All lines in the entries below that hold "Duration" make up the answer.

BEGIN DATA RECORDS

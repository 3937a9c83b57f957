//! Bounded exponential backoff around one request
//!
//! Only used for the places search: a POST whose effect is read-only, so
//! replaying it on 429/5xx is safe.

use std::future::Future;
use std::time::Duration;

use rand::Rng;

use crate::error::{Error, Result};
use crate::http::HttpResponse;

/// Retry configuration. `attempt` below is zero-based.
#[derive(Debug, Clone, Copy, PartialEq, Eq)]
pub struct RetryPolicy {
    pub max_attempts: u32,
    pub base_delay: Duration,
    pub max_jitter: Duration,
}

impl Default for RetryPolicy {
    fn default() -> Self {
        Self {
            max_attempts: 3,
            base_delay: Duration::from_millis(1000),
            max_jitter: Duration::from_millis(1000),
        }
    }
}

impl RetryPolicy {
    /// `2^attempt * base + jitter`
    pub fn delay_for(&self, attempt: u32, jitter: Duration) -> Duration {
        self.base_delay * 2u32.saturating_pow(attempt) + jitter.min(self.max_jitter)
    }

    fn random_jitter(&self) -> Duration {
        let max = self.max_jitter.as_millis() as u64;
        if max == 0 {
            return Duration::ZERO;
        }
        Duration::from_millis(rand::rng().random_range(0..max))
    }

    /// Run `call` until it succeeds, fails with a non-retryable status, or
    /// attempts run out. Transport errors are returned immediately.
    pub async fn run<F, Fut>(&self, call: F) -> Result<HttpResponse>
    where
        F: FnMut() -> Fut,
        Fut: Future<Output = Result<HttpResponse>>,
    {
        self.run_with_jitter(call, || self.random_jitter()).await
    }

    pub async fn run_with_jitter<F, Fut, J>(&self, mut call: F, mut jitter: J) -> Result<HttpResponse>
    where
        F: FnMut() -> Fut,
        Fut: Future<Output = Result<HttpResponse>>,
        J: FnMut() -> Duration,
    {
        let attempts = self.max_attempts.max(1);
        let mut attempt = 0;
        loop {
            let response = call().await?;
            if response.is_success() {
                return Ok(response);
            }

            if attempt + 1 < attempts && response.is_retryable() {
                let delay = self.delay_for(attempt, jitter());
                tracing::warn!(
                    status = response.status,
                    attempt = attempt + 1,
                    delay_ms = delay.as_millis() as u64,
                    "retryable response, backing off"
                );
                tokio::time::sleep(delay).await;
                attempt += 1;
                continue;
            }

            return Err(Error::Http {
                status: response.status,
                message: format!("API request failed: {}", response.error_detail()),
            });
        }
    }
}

END DATA RECORDS
BEGIN DATA RECORDS

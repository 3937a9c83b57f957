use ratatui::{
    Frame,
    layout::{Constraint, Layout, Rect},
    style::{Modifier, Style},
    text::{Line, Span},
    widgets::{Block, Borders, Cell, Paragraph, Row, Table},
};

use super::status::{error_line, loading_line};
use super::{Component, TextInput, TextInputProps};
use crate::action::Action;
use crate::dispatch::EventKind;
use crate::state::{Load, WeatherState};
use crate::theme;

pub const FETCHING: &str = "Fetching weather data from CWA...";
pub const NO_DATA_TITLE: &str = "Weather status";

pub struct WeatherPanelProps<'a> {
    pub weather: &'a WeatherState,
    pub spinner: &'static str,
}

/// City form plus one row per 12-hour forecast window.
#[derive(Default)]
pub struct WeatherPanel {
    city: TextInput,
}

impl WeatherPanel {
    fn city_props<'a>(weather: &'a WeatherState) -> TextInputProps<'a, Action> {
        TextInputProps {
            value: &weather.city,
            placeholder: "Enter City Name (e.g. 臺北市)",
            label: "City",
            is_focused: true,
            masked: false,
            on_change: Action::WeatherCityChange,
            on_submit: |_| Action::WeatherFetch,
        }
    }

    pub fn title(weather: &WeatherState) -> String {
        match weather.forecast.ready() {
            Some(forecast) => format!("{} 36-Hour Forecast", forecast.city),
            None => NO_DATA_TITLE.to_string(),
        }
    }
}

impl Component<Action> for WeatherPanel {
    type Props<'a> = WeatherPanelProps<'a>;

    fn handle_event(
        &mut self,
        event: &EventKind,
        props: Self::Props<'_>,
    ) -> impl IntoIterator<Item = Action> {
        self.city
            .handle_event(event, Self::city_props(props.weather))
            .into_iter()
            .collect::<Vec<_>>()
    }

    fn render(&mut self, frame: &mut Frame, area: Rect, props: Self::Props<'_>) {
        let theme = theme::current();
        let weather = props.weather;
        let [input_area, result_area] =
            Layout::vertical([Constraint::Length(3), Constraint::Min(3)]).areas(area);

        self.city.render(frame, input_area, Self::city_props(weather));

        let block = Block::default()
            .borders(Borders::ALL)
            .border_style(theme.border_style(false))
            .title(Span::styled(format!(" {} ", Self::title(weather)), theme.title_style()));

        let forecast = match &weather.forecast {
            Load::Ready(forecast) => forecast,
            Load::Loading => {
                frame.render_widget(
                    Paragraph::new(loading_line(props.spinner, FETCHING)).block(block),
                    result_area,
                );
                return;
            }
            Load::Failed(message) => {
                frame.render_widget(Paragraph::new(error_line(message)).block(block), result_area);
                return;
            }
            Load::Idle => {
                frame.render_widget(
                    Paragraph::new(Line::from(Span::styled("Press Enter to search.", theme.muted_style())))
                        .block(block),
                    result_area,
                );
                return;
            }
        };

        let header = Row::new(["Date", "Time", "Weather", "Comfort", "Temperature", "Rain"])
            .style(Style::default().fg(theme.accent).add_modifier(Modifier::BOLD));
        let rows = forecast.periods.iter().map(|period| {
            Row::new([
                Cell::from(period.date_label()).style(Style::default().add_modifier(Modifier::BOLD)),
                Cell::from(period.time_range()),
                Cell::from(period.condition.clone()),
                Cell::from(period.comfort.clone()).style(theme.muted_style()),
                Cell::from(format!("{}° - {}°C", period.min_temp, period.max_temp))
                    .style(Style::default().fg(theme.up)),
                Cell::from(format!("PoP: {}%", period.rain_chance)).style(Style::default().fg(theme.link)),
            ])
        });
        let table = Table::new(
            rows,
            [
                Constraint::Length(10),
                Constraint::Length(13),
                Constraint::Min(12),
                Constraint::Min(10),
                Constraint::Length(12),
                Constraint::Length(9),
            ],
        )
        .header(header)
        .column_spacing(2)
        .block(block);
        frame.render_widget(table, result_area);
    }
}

END DATA RECORDS
BEGIN DATA RECORDS

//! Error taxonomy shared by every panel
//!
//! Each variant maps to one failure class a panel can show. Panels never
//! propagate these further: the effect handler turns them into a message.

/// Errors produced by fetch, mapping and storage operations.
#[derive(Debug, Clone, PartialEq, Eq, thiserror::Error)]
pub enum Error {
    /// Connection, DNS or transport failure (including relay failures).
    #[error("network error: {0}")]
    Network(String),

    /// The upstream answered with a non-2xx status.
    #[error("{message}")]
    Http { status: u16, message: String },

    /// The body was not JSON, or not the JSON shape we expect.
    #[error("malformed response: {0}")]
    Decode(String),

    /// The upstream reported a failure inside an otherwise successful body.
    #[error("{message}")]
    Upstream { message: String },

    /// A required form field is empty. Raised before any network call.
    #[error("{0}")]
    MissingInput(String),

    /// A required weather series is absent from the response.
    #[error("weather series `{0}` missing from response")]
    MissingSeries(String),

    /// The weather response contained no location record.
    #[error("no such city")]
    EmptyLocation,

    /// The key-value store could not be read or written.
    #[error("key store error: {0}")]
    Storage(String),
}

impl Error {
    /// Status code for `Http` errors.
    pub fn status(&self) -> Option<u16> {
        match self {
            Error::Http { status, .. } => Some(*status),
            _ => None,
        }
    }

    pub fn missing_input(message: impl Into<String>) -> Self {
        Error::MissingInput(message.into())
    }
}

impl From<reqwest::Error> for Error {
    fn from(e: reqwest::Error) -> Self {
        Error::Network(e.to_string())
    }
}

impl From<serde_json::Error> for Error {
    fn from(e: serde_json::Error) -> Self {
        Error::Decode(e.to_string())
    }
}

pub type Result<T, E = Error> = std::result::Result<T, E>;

END DATA RECORDS

> [OUTPUT OF THE TASK]
use std::time::Duration;
    pub base_delay: Duration,
    pub max_jitter: Duration,
            base_delay: Duration::from_millis(1000),
            max_jitter: Duration::from_millis(1000),
    pub fn delay_for(&self, attempt: u32, jitter: Duration) -> Duration {
    fn random_jitter(&self) -> Duration {
            return Duration::ZERO;
        Duration::from_millis(rand::rng().random_range(0..max))
        J: FnMut() -> Duration,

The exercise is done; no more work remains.